"Forty years ago, you wouldn't have wanted to spend any time in this area" was the response of the staff member of the Downtown Information Center in Fort Collins, CO.
Our comment that had preceded this response was one of praise for the beautiful restoration work on the buildings in the Historic Downtown area.
"You would have been among the large number of people who wanted to tear these buildings down," was his follow-up comment. "You certainly wouldn't say that today, but back then it made a lot of sense."
Fortunately, there were people who could see beyond the disrepair and realize the potential of this roughly four-block district. The result of those efforts has been recognition by the National Register of Historic Places in 1978 and the city being named a Preserve America city by the White House in 2005.

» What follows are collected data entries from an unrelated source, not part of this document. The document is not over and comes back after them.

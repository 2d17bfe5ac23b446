//! Pricewise: grocery price comparison across quick-commerce platforms.
//!
//! This crate is the host around [`pricewise_search`]: it loads the TOML
//! configuration, registers the enabled providers and hands back a
//! [`ComparisonService`] that route handlers or the CLI share by reference.
//!
//! # Architecture
//!
//! - **Config**: [`PricewiseConfig`], one section per provider plus health,
//!   currency, query and cache settings
//! - **Registry**: [`registry::build_service`] turns a config into a service
//! - **CLI**: the `pricewise` binary prints search results, provider status
//!   and diagnostics as JSON

pub mod config;
pub mod error;
pub mod registry;

pub use config::PricewiseConfig;
pub use error::{PricewiseError, Result};
pub use pricewise_search::ComparisonService;
pub use registry::build_service;
//! Decoded transaction records as delivered to the classification pipeline.
//!
//! Both notification paths end up here: `hashtx` bodies are resolved through
//! `getrawtransaction verbose=true`, `rawtx` bodies through
//! `decoderawtransaction`. The two RPC results carry the same transaction
//! fields; only the verbose form knows about confirmations.

use bitcoin::{Amount, BlockHash, OutPoint, ScriptBuf, Txid};
use bitcoincore_rpc::json::{
    DecodeRawTransactionResult, GetRawTransactionResult, GetRawTransactionResultVin,
    GetRawTransactionResultVout,
};

/// One output of a decoded transaction.
#[derive(Debug, Clone)]
pub struct OutputRecord {
    pub n: u32,
    pub value: Amount,
    pub script_pubkey: ScriptBuf,
    /// Address string, when the script encodes one.
    pub address: Option<String>,
}

/// A decoded transaction as seen by the workers.
#[derive(Debug, Clone)]
pub struct TxRecord {
    pub txid: Txid,
    pub confirmations: u32,
    pub block_hash: Option<BlockHash>,
    /// Previous outputs spent by this transaction. Coinbase inputs are
    /// dropped here; they can never touch a monitored output.
    pub inputs: Vec<OutPoint>,
    pub outputs: Vec<OutputRecord>,
}

impl TxRecord {
    pub fn from_verbose(tx: &GetRawTransactionResult) -> TxRecord {
        TxRecord {
            txid: tx.txid,
            confirmations: tx.confirmations.unwrap_or(0),
            block_hash: tx.blockhash,
            inputs: convert_inputs(&tx.vin),
            outputs: convert_outputs(&tx.vout),
        }
    }

    pub fn from_decoded(tx: &DecodeRawTransactionResult) -> TxRecord {
        TxRecord {
            txid: tx.txid,
            confirmations: 0,
            block_hash: None,
            inputs: convert_inputs(&tx.vin),
            outputs: convert_outputs(&tx.vout),
        }
    }
}

fn convert_inputs(vin: &[GetRawTransactionResultVin]) -> Vec<OutPoint> {
    vin.iter()
        .filter_map(|input| match (input.txid, input.vout) {
            (Some(txid), Some(vout)) => Some(OutPoint::new(txid, vout)),
            _ => None,
        })
        .collect()
}

fn convert_outputs(vout: &[GetRawTransactionResultVout]) -> Vec<OutputRecord> {
    vout.iter()
        .map(|output| OutputRecord {
            n: output.n,
            value: output.value,
            script_pubkey: ScriptBuf::from(output.script_pub_key.hex.clone()),
            address: output
                .script_pub_key
                .address
                .clone()
                .map(|address| address.assume_checked().to_string()),
        })
        .collect()
}
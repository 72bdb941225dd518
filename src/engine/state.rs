//! Shared battle state: the monitored-output table and the funding slot.
//!
//! Workers and replacement tasks mutate both concurrently; every
//! check-then-act sequence happens under the relevant mutex.

use crate::engine::funding::FundingUtxo;
use bitcoin::{Amount, OutPoint, ScriptBuf, TxOut};
use std::collections::HashMap;
use std::sync::{Mutex, MutexGuard};

/// One output the agent has committed to defending.
#[derive(Debug, Clone)]
pub struct TrackedUtxo {
    pub outpoint: OutPoint,
    pub address: String,
    pub amount: Amount,
    pub script_pubkey: ScriptBuf,
}

impl TrackedUtxo {
    pub fn prev_out(&self) -> TxOut {
        TxOut {
            value: self.amount,
            script_pubkey: self.script_pubkey.clone(),
        }
    }
}

/// Mutable state shared by every worker. Tests construct isolated instances.
#[derive(Debug, Default)]
pub struct BattleState {
    monitored: Mutex<HashMap<OutPoint, TrackedUtxo>>,
    funding: Mutex<Option<FundingUtxo>>,
}

impl BattleState {
    pub fn new() -> BattleState {
        BattleState::default()
    }

    /// Start defending an output. Re-inserting a known outpoint is a no-op.
    pub fn monitor(&self, utxo: TrackedUtxo) {
        lock(&self.monitored).entry(utxo.outpoint).or_insert(utxo);
    }

    /// Stop tracking an output. Unknown outpoints are ignored.
    pub fn release(&self, outpoint: &OutPoint) {
        lock(&self.monitored).remove(outpoint);
    }

    pub fn monitored(&self, outpoint: &OutPoint) -> Option<TrackedUtxo> {
        lock(&self.monitored).get(outpoint).cloned()
    }

    pub fn monitored_count(&self) -> usize {
        lock(&self.monitored).len()
    }

    pub fn funding(&self) -> Option<FundingUtxo> {
        lock(&self.funding).clone()
    }

    /// Cache a funding output unless one is already cached; returns the
    /// winner so concurrent selectors agree on a single output.
    pub fn cache_funding(&self, utxo: FundingUtxo) -> FundingUtxo {
        let mut slot = lock(&self.funding);
        slot.get_or_insert(utxo).clone()
    }

    pub fn clear_funding(&self) {
        lock(&self.funding).take();
    }
}

fn lock<T>(mutex: &Mutex<T>) -> MutexGuard<'_, T> {
    mutex.lock().unwrap_or_else(|poisoned| poisoned.into_inner())
}
//! Funding-output selection.
//!
//! Replacements add a second, confirmed input from the agent's own wallet to
//! raise the absolute fee without depleting the contested output. The input
//! must be confirmed: the replacement policy only lets a replacement spend
//! unconfirmed outputs that the conflicting transaction already spent.

use bitcoin::{Amount, OutPoint, ScriptBuf};

/// Lower value bound, exclusive (0.00001 BTC).
pub const FUNDING_MIN: Amount = Amount::from_sat(1_000);
/// Upper value bound, exclusive (500.1 BTC).
pub const FUNDING_MAX: Amount = Amount::from_sat(50_010_000_000);

/// A confirmed wallet output usable as the extra replacement input.
#[derive(Debug, Clone)]
pub struct FundingUtxo {
    pub outpoint: OutPoint,
    pub amount: Amount,
    pub script_pubkey: ScriptBuf,
    pub spendable: bool,
}

/// Pick the smallest spendable output strictly inside the value bounds.
pub fn select_funding_utxo(mut candidates: Vec<FundingUtxo>) -> Option<FundingUtxo> {
    candidates.sort_by_key(|utxo| utxo.amount);
    candidates
        .into_iter()
        .find(|utxo| utxo.spendable && utxo.amount > FUNDING_MIN && utxo.amount < FUNDING_MAX)
}
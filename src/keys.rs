//! # Key & Address Derivation
//!
//! Deterministically maps a passphrase to a secp256k1 private key and the
//! five address encodings the agent watches:
//!
//! 1. **Legacy P2PKH** over the uncompressed public key
//! 2. **Legacy P2PKH** over the compressed public key
//! 3. **P2SH** wrapping a P2WPKH redeem script over the compressed key
//! 4. **Native P2WPKH**
//! 5. **P2TR** key-path output key (BIP-341 tweak, empty script tree)
//!
//! The private key is `SHA256(passphrase)`. Derivation is a pure function of
//! the passphrase and the network; the same inputs always yield the same row.

use crate::error::{BattleError, BattleResult};
use bitcoin::hashes::{sha256, Hash};
use bitcoin::key::CompressedPublicKey;
use bitcoin::secp256k1::{PublicKey as Secp256k1PublicKey, Secp256k1, SecretKey, XOnlyPublicKey};
use bitcoin::{Address, Network, PublicKey};
use serde::{Deserialize, Serialize};

/// One derived record of the address table.
///
/// The serde field names double as the CSV header, so serializing a batch of
/// rows produces exactly the table format the agent loads at startup.
#[derive(Debug, Clone, PartialEq, Eq, Serialize, Deserialize)]
pub struct AddressRow {
    #[serde(rename = "Private Key (hex)")]
    pub private_key: String,
    #[serde(rename = "Legacy (uncompressed P2PKH)")]
    pub p2pkh_uncompressed: String,
    #[serde(rename = "Legacy (compressed P2PKH)")]
    pub p2pkh_compressed: String,
    #[serde(rename = "Script (P2SH)")]
    pub p2sh: String,
    #[serde(rename = "Segwit (P2WPKH)")]
    pub p2wpkh: String,
    #[serde(rename = "Taproot (P2TR)")]
    pub p2tr: String,
    #[serde(rename = "Password")]
    pub passphrase: String,
}

impl AddressRow {
    /// All five address encodings of this row.
    pub fn addresses(&self) -> [&str; 5] {
        [
            &self.p2pkh_uncompressed,
            &self.p2pkh_compressed,
            &self.p2sh,
            &self.p2wpkh,
            &self.p2tr,
        ]
    }
}

/// Derive the address row for a passphrase on the given network.
///
/// The SHA-256 digest of the passphrase is interpreted directly as the
/// private key. A digest outside the secp256k1 group order is rejected as
/// `BadPrivateKey` rather than reduced.
pub fn derive(passphrase: &str, network: Network) -> BattleResult<AddressRow> {
    let digest = sha256::Hash::hash(passphrase.as_bytes());
    let secret = SecretKey::from_slice(digest.as_byte_array())
        .map_err(|e| BattleError::bad_key(e.to_string()))?;

    let secp = Secp256k1::new();
    let inner = Secp256k1PublicKey::from_secret_key(&secp, &secret);
    let uncompressed = PublicKey {
        compressed: false,
        inner,
    };
    let compressed = CompressedPublicKey(inner);

    let p2pkh_uncompressed = Address::p2pkh(&uncompressed, network);
    let p2pkh_compressed = Address::p2pkh(&PublicKey::new(inner), network);
    let p2sh = Address::p2shwpkh(&compressed, network);
    let p2wpkh = Address::p2wpkh(&compressed, network);
    let p2tr = Address::p2tr(&secp, XOnlyPublicKey::from(inner), None, network);

    Ok(AddressRow {
        private_key: hex::encode(digest.as_byte_array()),
        p2pkh_uncompressed: p2pkh_uncompressed.to_string(),
        p2pkh_compressed: p2pkh_compressed.to_string(),
        p2sh: p2sh.to_string(),
        p2wpkh: p2wpkh.to_string(),
        p2tr: p2tr.to_string(),
        passphrase: passphrase.to_string(),
    })
}

#[cfg(test)]
mod tests {
    use super::*;
    use bitcoin::secp256k1::Scalar;
    use bitcoin::taproot::TapTweakHash;

    #[test]
    fn test_mainnet_vector() {
        let row = derive("bitcoin is awesome", Network::Bitcoin).unwrap();

        assert_eq!(
            row.private_key,
            "23d4a09295be678b21a5f1dceae1f634a69c1b41775f680ebf8165266471401b"
        );
        assert_eq!(row.p2pkh_uncompressed, "14NWDXkQwcGN1Pd9fboL8npVynD5SfyJAE");
        assert_eq!(row.p2pkh_compressed, "1JRW4d8vHZseMEtYbgJ7MwPG1TasHUUVNq");
        assert_eq!(row.p2sh, "3LtPxQEqqo1sYGF7VTEufzBUki6pFiDVa1");
        assert_eq!(row.p2wpkh, "bc1qhuwxrtqe2akhr4rz8vv97waw9g75ma4unk5vnf");
        assert_eq!(
            row.p2tr,
            "bc1pclm3u06yang46craktcg2ellcpsvuqxm33n3a2jxajq06rea7cws0vrplv"
        );
        assert_eq!(row.passphrase, "bitcoin is awesome");
    }

    #[test]
    fn test_derivation_is_deterministic() {
        let a = derive("correct horse battery staple", Network::Bitcoin).unwrap();
        let b = derive("correct horse battery staple", Network::Bitcoin).unwrap();
        assert_eq!(a, b);
    }

    #[test]
    fn test_network_selects_prefixes() {
        let row = derive("bitcoin is awesome", Network::Regtest).unwrap();
        assert!(row.p2wpkh.starts_with("bcrt1q"));
        assert!(row.p2tr.starts_with("bcrt1p"));
        assert!(row.p2pkh_compressed.starts_with('m') || row.p2pkh_compressed.starts_with('n'));
        assert!(row.p2sh.starts_with('2'));
    }

    /// The taproot output key must equal `P + H_taptweak(P)*G` for the
    /// compressed internal key with an empty script tree.
    #[test]
    fn test_taproot_output_key_is_bip341_tweak() {
        let digest = sha256::Hash::hash(b"bitcoin is awesome");
        let secp = Secp256k1::new();
        let secret = SecretKey::from_slice(digest.as_byte_array()).unwrap();
        let internal = XOnlyPublicKey::from(Secp256k1PublicKey::from_secret_key(&secp, &secret));

        let tweak = TapTweakHash::from_key_and_tweak(internal, None);
        let scalar = Scalar::from_be_bytes(tweak.to_byte_array()).unwrap();
        let (output_key, _parity) = internal.add_tweak(&secp, &scalar).unwrap();

        let row = derive("bitcoin is awesome", Network::Bitcoin).unwrap();
        let address: Address = row.p2tr.parse::<Address<_>>().unwrap().assume_checked();
        let program = address.script_pubkey();
        assert_eq!(&program.as_bytes()[2..34], &output_key.serialize()[..]);
    }
}
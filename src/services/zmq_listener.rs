//! # Mempool Notification Intake
//!
//! Subscribes to the node's ZMQ publisher and turns notifications into
//! decoded [`TxRecord`]s on the dispatch queue. `hashtx` bodies are 32-byte
//! txids resolved through `getrawtransaction`; `rawtx` bodies are serialized
//! transactions decoded by the node.
//!
//! The queue send blocks when the workers fall behind, which pushes the
//! backpressure onto the socket's high-water mark. A dropped notification is
//! one the agent could not have acted on in time anyway.

use crate::error::BattleResult;
use crate::services::node_client::NodeClient;
use crate::tx_record::TxRecord;
use bitcoin::Txid;
use crossbeam_channel::Sender;
use std::str::FromStr;
use std::sync::Arc;
use tracing::{debug, info, warn};

/// Run the subscribe loop. Only returns on a fatal transport error or when
/// every worker is gone.
pub fn run(endpoint: &str, node: Arc<NodeClient>, queue: Sender<TxRecord>) -> BattleResult<()> {
    let context = zmq::Context::new();
    let subscriber = context.socket(zmq::SUB)?;
    subscriber.connect(endpoint)?;
    subscriber.set_subscribe(b"hashtx")?;
    info!(endpoint, "subscribed to mempool notifications");

    loop {
        let frames = match subscriber.recv_multipart(0) {
            Ok(frames) => frames,
            Err(err) => {
                warn!(%err, "error receiving notification");
                continue;
            }
        };
        if frames.len() < 2 {
            warn!(frames = frames.len(), "received incomplete notification");
            continue;
        }

        let record = match frames[0].as_slice() {
            b"hashtx" => {
                let txid_hex = hex::encode(&frames[1]);
                let txid = match Txid::from_str(&txid_hex) {
                    Ok(txid) => txid,
                    Err(err) => {
                        warn!(%err, body = %txid_hex, "notification carries no valid txid");
                        continue;
                    }
                };
                match node.raw_transaction(&txid) {
                    Ok(record) => record,
                    Err(err) => {
                        // Our own broadcasts notify before the transaction is
                        // queryable from the local mempool.
                        debug!(txid = %txid, %err, "could not fetch notified transaction");
                        continue;
                    }
                }
            }
            b"rawtx" => match node.decode_transaction(&frames[1]) {
                Ok(record) => record,
                Err(err) => {
                    warn!(%err, "could not decode raw transaction notification");
                    continue;
                }
            },
            topic => {
                warn!(topic = %String::from_utf8_lossy(topic), "received unknown notification topic");
                continue;
            }
        };

        if queue.send(record).is_err() {
            warn!("dispatch queue closed, stopping intake");
            return Ok(());
        }
    }
}
#[cfg(test)]
mod tests {
    use super::*;
    use crate::address_table::AddressTable;
    use crate::keys::derive;
    use crate::services::node_client::MempoolEntry;
    use crate::tx_record::OutputRecord;
    use bitcoin::{Address, Network};
    use bitcoincore_rpc::Auth;
    use std::collections::{HashMap, VecDeque};
    use std::str::FromStr;
    use std::sync::Mutex;

    const WATCHED_PASSPHRASE: &str = "engine test watched";

    #[derive(Default)]
    struct MockNode {
        broadcasts: Mutex<Vec<Transaction>>,
        broadcast_failures: Mutex<VecDeque<String>>,
        mempool: Mutex<HashMap<Txid, MempoolEntry>>,
        mempool_queries: Mutex<Vec<Txid>>,
        unspent: Mutex<Vec<FundingUtxo>>,
        prevouts: Mutex<HashMap<OutPoint, TxOut>>,
    }

    impl MockNode {
        fn broadcast_count(&self) -> usize {
            self.broadcasts.lock().unwrap().len()
        }

        fn broadcast(&self, index: usize) -> Transaction {
            self.broadcasts.lock().unwrap()[index].clone()
        }
    }

    impl NodeApi for MockNode {
        fn block_count(&self) -> BattleResult<u64> {
            Ok(100)
        }

        fn smart_fee_rate(&self) -> BattleResult<Option<f64>> {
            Ok(None)
        }

        fn mempool_entry(&self, txid: &Txid) -> BattleResult<MempoolEntry> {
            self.mempool_queries.lock().unwrap().push(*txid);
            self.mempool
                .lock()
                .unwrap()
                .get(txid)
                .copied()
                .ok_or_else(|| {
                    BattleError::transaction("No such mempool transaction".to_string())
                })
        }

        fn list_unspent_confirmed(&self) -> BattleResult<Vec<FundingUtxo>> {
            Ok(self.unspent.lock().unwrap().clone())
        }

        fn sign_with_wallet(&self, tx: &Transaction) -> BattleResult<Transaction> {
            Ok(tx.clone())
        }

        fn broadcast(&self, tx: &Transaction) -> BattleResult<Txid> {
            if let Some(message) = self.broadcast_failures.lock().unwrap().pop_front() {
                return Err(BattleError::transaction(message));
            }
            let txid = tx.compute_txid();
            self.broadcasts.lock().unwrap().push(tx.clone());
            Ok(txid)
        }

        fn prev_out(&self, outpoint: &OutPoint) -> BattleResult<TxOut> {
            self.prevouts
                .lock()
                .unwrap()
                .get(outpoint)
                .cloned()
                .ok_or_else(|| {
                    BattleError::transaction(format!("missing previous output {outpoint}"))
                })
        }
    }

    struct Harness {
        engine: Arc<Engine>,
        node: Arc<MockNode>,
        watched_p2wpkh: String,
        watched_p2tr: String,
        destination: String,
    }

    fn harness() -> Harness {
        let watched = derive(WATCHED_PASSPHRASE, Network::Regtest).unwrap();
        let destination_row = derive("engine test destination", Network::Regtest).unwrap();
        let destination = Address::from_str(&destination_row.p2wpkh)
            .unwrap()
            .assume_checked();

        let config = Config {
            network: Network::Regtest,
            destination_address: destination.to_string(),
            destination_script: destination.script_pubkey(),
            burn_message: "engine test burn".to_string(),
            rpc_url: "http://127.0.0.1:18443".to_string(),
            rpc_auth: Auth::None,
            zmq_endpoint: "tcp://127.0.0.1:18503".to_string(),
            address_file: "addresses.csv".into(),
        };

        let node = Arc::new(MockNode::default());
        let engine = Arc::new(Engine::new(
            config,
            Arc::clone(&node) as Arc<dyn NodeApi>,
            AddressTable::from_rows(std::slice::from_ref(&watched)),
        ));
        Harness {
            engine,
            node,
            watched_p2wpkh: watched.p2wpkh,
            watched_p2tr: watched.p2tr,
            destination: destination.to_string(),
        }
    }

    fn txid(byte: u8) -> Txid {
        Txid::from_str(&hex::encode([byte; 32])).unwrap()
    }

    fn output_to(address: &str, n: u32, value: Amount) -> OutputRecord {
        let address = Address::from_str(address).unwrap().assume_checked();
        OutputRecord {
            n,
            value,
            script_pubkey: address.script_pubkey(),
            address: Some(address.to_string()),
        }
    }

    fn monitored_utxo(harness: &Harness, address: &str, value: Amount) -> TrackedUtxo {
        let parsed = Address::from_str(address).unwrap().assume_checked();
        let utxo = TrackedUtxo {
            outpoint: OutPoint::new(txid(0xaa), 0),
            address: address.to_string(),
            amount: value,
            script_pubkey: parsed.script_pubkey(),
        };
        harness.engine.state().monitor(utxo.clone());
        utxo
    }

    fn funding(vout: u32, value: Amount) -> FundingUtxo {
        let row = derive("engine test funding", Network::Regtest).unwrap();
        let address = Address::from_str(&row.p2wpkh).unwrap().assume_checked();
        FundingUtxo {
            outpoint: OutPoint::new(txid(0xfd), vout),
            amount: value,
            script_pubkey: address.script_pubkey(),
            spendable: true,
        }
    }

    #[test]
    fn test_detect_broadcasts_initial_spend() {
        let h = harness();
        let record = TxRecord {
            txid: txid(0x01),
            confirmations: 0,
            block_hash: None,
            inputs: vec![OutPoint::new(txid(0x02), 3)],
            outputs: vec![output_to(&h.watched_p2wpkh, 0, Amount::from_sat(100_000))],
        };

        assert_eq!(
            h.engine.process_transaction(&record),
            Classification::Detected
        );
        assert_eq!(h.node.broadcast_count(), 1);
        assert!(h
            .engine
            .state()
            .monitored(&OutPoint::new(record.txid, 0))
            .is_some());

        // One input, one output to the destination, fee at the 2 sat/vB
        // default over 110 vbytes.
        let spend = h.node.broadcast(0);
        assert_eq!(spend.input.len(), 1);
        assert_eq!(spend.input[0].previous_output, OutPoint::new(record.txid, 0));
        assert_eq!(spend.output.len(), 1);
        assert_eq!(spend.output[0].value, Amount::from_sat(99_780));
        assert!(!spend.input[0].witness.is_empty());
    }

    #[test]
    fn test_own_replacement_is_left_alone() {
        let h = harness();
        let record = TxRecord {
            txid: txid(0x03),
            confirmations: 0,
            block_hash: None,
            inputs: vec![OutPoint::new(txid(0xaa), 0)],
            outputs: vec![output_to(&h.destination, 0, Amount::from_sat(90_000))],
        };

        assert_eq!(
            h.engine.process_transaction(&record),
            Classification::OwnReplacement
        );
        assert_eq!(h.node.broadcast_count(), 0);
    }

    #[test]
    fn test_decoy_split_falls_through() {
        let h = harness();
        let record = TxRecord {
            txid: txid(0x04),
            confirmations: 0,
            block_hash: None,
            inputs: vec![OutPoint::new(txid(0x05), 0)],
            outputs: vec![
                output_to(&h.destination, 0, Amount::from_sat(1_000)),
                output_to(
                    &derive("attacker change", Network::Regtest).unwrap().p2wpkh,
                    1,
                    Amount::from_sat(89_000),
                ),
            ],
        };

        assert_eq!(
            h.engine.process_transaction(&record),
            Classification::Ignored
        );
        assert_eq!(h.node.broadcast_count(), 0);
    }

    #[test]
    fn test_confirmed_to_destination_is_a_win() {
        let h = harness();
        let utxo = monitored_utxo(&h, &h.watched_p2wpkh.clone(), Amount::from_sat(100_000));
        let record = TxRecord {
            txid: txid(0x06),
            confirmations: 1,
            block_hash: None,
            inputs: vec![utxo.outpoint],
            outputs: vec![output_to(&h.destination, 0, Amount::from_sat(99_000))],
        };

        assert_eq!(h.engine.process_transaction(&record), Classification::Won);
        assert_eq!(h.engine.state().monitored_count(), 0);
    }

    #[test]
    fn test_confirmed_elsewhere_is_a_loss() {
        let h = harness();
        let utxo = monitored_utxo(&h, &h.watched_p2wpkh.clone(), Amount::from_sat(100_000));
        let record = TxRecord {
            txid: txid(0x07),
            confirmations: 2,
            block_hash: None,
            inputs: vec![utxo.outpoint],
            outputs: vec![output_to(
                &derive("attacker wallet", Network::Regtest).unwrap().p2wpkh,
                0,
                Amount::from_sat(99_000),
            )],
        };

        assert_eq!(h.engine.process_transaction(&record), Classification::Lost);
        assert_eq!(h.engine.state().monitored_count(), 0);
    }

    #[test]
    fn test_contested_queries_the_competitor_entry() {
        let h = harness();
        let utxo = monitored_utxo(&h, &h.watched_p2wpkh.clone(), Amount::from_sat(100_000));
        let record = TxRecord {
            txid: txid(0x08),
            confirmations: 0,
            block_hash: None,
            inputs: vec![utxo.outpoint],
            outputs: vec![output_to(
                &derive("attacker wallet", Network::Regtest).unwrap().p2wpkh,
                0,
                Amount::from_sat(99_500),
            )],
        };

        // No mempool entry programmed: the attempt bails after the lookup.
        assert_eq!(
            h.engine.process_transaction(&record),
            Classification::Contested
        );
        assert_eq!(*h.node.mempool_queries.lock().unwrap(), vec![record.txid]);
        assert_eq!(h.node.broadcast_count(), 0);
        assert_eq!(h.engine.replacements_in_flight(), 0);
    }

    #[test]
    fn test_competitor_burn_releases_the_entry() {
        let h = harness();
        let utxo = monitored_utxo(&h, &h.watched_p2wpkh.clone(), Amount::from_sat(100_000));
        let record = TxRecord {
            txid: txid(0x09),
            confirmations: 0,
            block_hash: None,
            inputs: vec![utxo.outpoint],
            outputs: vec![],
        };
        h.node.mempool.lock().unwrap().insert(
            record.txid,
            MempoolEntry {
                vsize: 100,
                descendant_fee: Amount::from_sat(100_000),
            },
        );

        h.engine.process_transaction(&record);
        assert_eq!(h.engine.state().monitored_count(), 0);
        assert_eq!(h.node.broadcast_count(), 0);
    }

    #[test]
    fn test_overpaying_competitor_keeps_the_entry() {
        let h = harness();
        let utxo = monitored_utxo(&h, &h.watched_p2wpkh.clone(), Amount::from_sat(100_000));
        let record = TxRecord {
            txid: txid(0x0a),
            confirmations: 0,
            block_hash: None,
            inputs: vec![utxo.outpoint],
            outputs: vec![],
        };
        h.node.mempool.lock().unwrap().insert(
            record.txid,
            MempoolEntry {
                vsize: 100,
                descendant_fee: Amount::from_sat(150_000),
            },
        );

        h.engine.process_transaction(&record);
        assert_eq!(h.engine.state().monitored_count(), 1);
        assert_eq!(h.node.broadcast_count(), 0);
    }

    #[test]
    fn test_replacement_spends_contested_and_funding() {
        let h = harness();
        let utxo = monitored_utxo(&h, &h.watched_p2wpkh.clone(), Amount::from_sat(100_000));
        h.node
            .unspent
            .lock()
            .unwrap()
            .push(funding(0, Amount::from_sat(20_000)));
        let record = TxRecord {
            txid: txid(0x0b),
            confirmations: 0,
            block_hash: None,
            inputs: vec![utxo.outpoint],
            outputs: vec![],
        };
        h.node.mempool.lock().unwrap().insert(
            record.txid,
            MempoolEntry {
                vsize: 150,
                descendant_fee: Amount::from_sat(300),
            },
        );

        h.engine.process_transaction(&record);

        assert_eq!(h.node.broadcast_count(), 1);
        let replacement = h.node.broadcast(0);
        assert_eq!(replacement.input.len(), 2);
        assert_eq!(replacement.input[0].previous_output, utxo.outpoint);
        assert_eq!(replacement.output.len(), 1);
        // 100_000 + 20_000 minus ceil(178 * (1 + 2 * 1.1)).
        assert_eq!(replacement.output[0].value, Amount::from_sat(119_430));
        assert!(!replacement.input[0].witness.is_empty());

        // The slot is cleared once the funding output is committed.
        assert!(h.engine.state().funding().is_none());
        // The battle continues until a confirmation shows up.
        assert_eq!(h.engine.state().monitored_count(), 1);
    }

    #[test]
    fn test_taproot_replacement_fetches_foreign_prevout() {
        let h = harness();
        let utxo = monitored_utxo(&h, &h.watched_p2tr.clone(), Amount::from_sat(100_000));
        let funding_utxo = funding(0, Amount::from_sat(20_000));
        h.node.prevouts.lock().unwrap().insert(
            funding_utxo.outpoint,
            TxOut {
                value: funding_utxo.amount,
                script_pubkey: funding_utxo.script_pubkey.clone(),
            },
        );
        h.node.unspent.lock().unwrap().push(funding_utxo);

        let record = TxRecord {
            txid: txid(0x0c),
            confirmations: 0,
            block_hash: None,
            inputs: vec![utxo.outpoint],
            outputs: vec![],
        };
        h.node.mempool.lock().unwrap().insert(
            record.txid,
            MempoolEntry {
                vsize: 120,
                descendant_fee: Amount::from_sat(240),
            },
        );

        h.engine.process_transaction(&record);

        assert_eq!(h.node.broadcast_count(), 1);
        let replacement = h.node.broadcast(0);
        assert_eq!(replacement.input[0].witness.len(), 1);
        assert_eq!(replacement.input[0].witness[0].len(), 64);
    }

    #[test]
    fn test_dust_rejection_burns() {
        let h = harness();
        let utxo = monitored_utxo(&h, &h.watched_p2wpkh.clone(), Amount::from_sat(100_000));
        h.node
            .unspent
            .lock()
            .unwrap()
            .push(funding(0, Amount::from_sat(20_000)));
        h.node
            .broadcast_failures
            .lock()
            .unwrap()
            .push_back("-26: dust".to_string());

        let record = TxRecord {
            txid: txid(0x0d),
            confirmations: 0,
            block_hash: None,
            inputs: vec![utxo.outpoint],
            outputs: vec![],
        };
        h.node.mempool.lock().unwrap().insert(
            record.txid,
            MempoolEntry {
                vsize: 150,
                descendant_fee: Amount::from_sat(300),
            },
        );

        h.engine.process_transaction(&record);

        // The failed replacement is followed by a burn broadcast.
        assert_eq!(h.node.broadcast_count(), 1);
        let burn = h.node.broadcast(0);
        assert_eq!(burn.output.len(), 1);
        assert_eq!(burn.output[0].value, Amount::ZERO);
        assert!(burn.output[0].script_pubkey.is_op_return());
        assert_eq!(h.engine.state().monitored_count(), 0);
    }
}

It was a perfect morning for a walk through the historic district.
We began with the Northern Hotel. Originally the wooden Agricultural Hotel and then the ornate brick Commercial Hotel stood here. It was remodeled in 1905, and the name was changed to the Northern. After the most recent renovation of the Northern in 2001, it reopened as affordable senior housing.
When completed in 1882, this building (right) served as the City Hall (until 1958) and the Fire Station (until 1973).
Built in 1905 by John Whitton, this building (below) time housed the Anti-Trust Fruit Store, named for the many anti-trust suits brought against major corporations in the early 1930s.
The Loomis and Andrews building, opened in 1883, housing the Poudre Valley Bank. Between 1917 and 1983, the Linden Hotel occupied this structure. This magnificent building was a keystone structure to the renovation of Old Town area.
We were glad to see that they advertising signs on some of the buildings had been preserved. Coupled with this artwork on a building in a small courtyard is this sculpture entitled “Caballo de Colorado,” painted by Amy Brackenbury.
There is an interesting story behind the Coca-Cola sign below. In 1953, there was fierce competition between two local sign painters, Harold Asmus and Don Brown. Asmus arrogantly signed his artwork with, “Asmus, ofcourse.” In response, Brown chose to endorse his artwork with, “Brown, who else?” The Coca-Cola sign on the exterior wall of Cooper-Smith’s Pub & Brewing is one of Brown’s personal favorites. The Pub is located in the 1880s Honstein Block building.
Another interesting art project is "Pianos About Town." Here in the Old Town Square is a piano, whose colors match the colors of the flowers in the planters in the Square. Visitors are invited to sit down and play a tune or two.
The Avery Block (left in the photo on the right), built in 1897, was the site of Franklin Avery's First National Bank. Avery was responsible for laying out the city's wide streets when the town was established in 1873.
The Kissock Block building was build in 1889. After a fire severely damaged the building in 1895, it was rebuilt.
The Opera House Block hosted traveling performers and served as an opera house, a social center, courtroom, the scene of political rallies, and a venue for high school graduations. It was built in 1881.
In the foreground of this photo (right) is Sandy Scott's sculpture “Spirit of Fort Collins.” The geese are positioned to take flight into the north because it is said that the fowl always take off into this direction. In the background and below is the Miller Block.
Completed in 1894, the building housed Miller's Liquor Business and a dry goods store called the Fair Store, which operated out of this building for over 50 years.
A unique feature of this building was its two-story outhouse, which was torn down in 1948.
Seckner and Forrester built this business block in 1905. Seckner was a prominent architec-tural pho-tographer.
E.W. Reed (a jeweler) and Louis Dauth (a banker) were the original owners of this building bearing their names.
Fort Collins was a heavy bicycle-use city. Bike lanes are found on all major streets, and bike racks are located at several places around Old Town.
Sometimes the racks are not used when making a short stop.
A bicycle played an important part in this Fort Collins Community Wall Mural (artists: Darrell Anderson, Susan Dailey, Mario Echevarria) near the Old Town Square.
And when your bike needs help, i.e., is looking run-down, just not performing up to its usual standards, or has lost some of its "get up and go," where do you take it?
To the "Cycologist," of course. "Therapy for your bicycle."
Old Town Fort Collins is historic, but it is certainly not stuffy.